Collected data:
##########

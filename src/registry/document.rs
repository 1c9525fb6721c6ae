use std::collections::BTreeMap;

use serde::{Deserialize, Serialize};
use serde_json::{Map, Value as JsonValue};
use sha2::{Digest, Sha256};

/// A package metadata document ("packument").
///
/// Only the fields the proxy reasons about are typed; everything else is
/// carried through untouched in `extra`.
#[derive(Debug, Clone, PartialEq, Serialize, Deserialize)]
pub struct PackageDocument {
    #[serde(default, skip_serializing_if = "Option::is_none")]
    pub name: Option<String>,
    #[serde(default)]
    pub versions: BTreeMap<String, VersionDescriptor>,
    #[serde(rename = "dist-tags", default)]
    pub dist_tags: BTreeMap<String, String>,
    /// Present on single-version documents.
    #[serde(default, skip_serializing_if = "Option::is_none")]
    pub dist: Option<Dist>,
    #[serde(flatten)]
    pub extra: Map<String, JsonValue>,
}

#[derive(Debug, Clone, PartialEq, Serialize, Deserialize)]
pub struct VersionDescriptor {
    #[serde(default, skip_serializing_if = "Option::is_none")]
    pub dist: Option<Dist>,
    #[serde(flatten)]
    pub extra: Map<String, JsonValue>,
}

#[derive(Debug, Clone, PartialEq, Serialize, Deserialize)]
pub struct Dist {
    #[serde(default, skip_serializing_if = "Option::is_none")]
    pub tarball: Option<String>,
    #[serde(flatten)]
    pub extra: Map<String, JsonValue>,
}

impl PackageDocument {
    pub fn from_slice(body: &[u8]) -> serde_json::Result<Self> {
        serde_json::from_slice(body)
    }

    /// Version pointed at by `dist-tags.latest`.
    pub fn latest(&self) -> Option<&str> {
        self.dist_tags.get("latest").map(String::as_str)
    }

    pub fn has_version(&self, version: &str) -> bool {
        self.versions.contains_key(version)
    }
}

/// The canonical upstream document for one package and its validator.
#[derive(Debug, Clone, PartialEq)]
pub struct PackageMetadata {
    pub document: PackageDocument,
    pub etag: String,
}

impl PackageMetadata {
    /// Uses the upstream `ETag` when there is one, otherwise derives a weak
    /// validator from the body so every cached entry can be revalidated.
    pub fn new(document: PackageDocument, upstream_etag: Option<String>, body: &[u8]) -> Self {
        let etag = upstream_etag
            .filter(|tag| !tag.trim().is_empty())
            .unwrap_or_else(|| weak_etag(body));
        Self { document, etag }
    }
}

fn weak_etag(body: &[u8]) -> String {
    let mut hasher = Sha256::new();
    hasher.update(body);
    format!("W/\"{}\"", hex::encode(hasher.finalize()))
}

##########

Could you return the lines in the entries above that contain "String"?

# Result below:
    pub name: Option<String>,
    pub versions: BTreeMap<String, VersionDescriptor>,
    pub dist_tags: BTreeMap<String, String>,
    pub extra: Map<String, JsonValue>,
    pub extra: Map<String, JsonValue>,
    pub tarball: Option<String>,
    pub extra: Map<String, JsonValue>,
        self.dist_tags.get("latest").map(String::as_str)
    pub etag: String,
    pub fn new(document: PackageDocument, upstream_etag: Option<String>, body: &[u8]) -> Self {
fn weak_etag(body: &[u8]) -> String {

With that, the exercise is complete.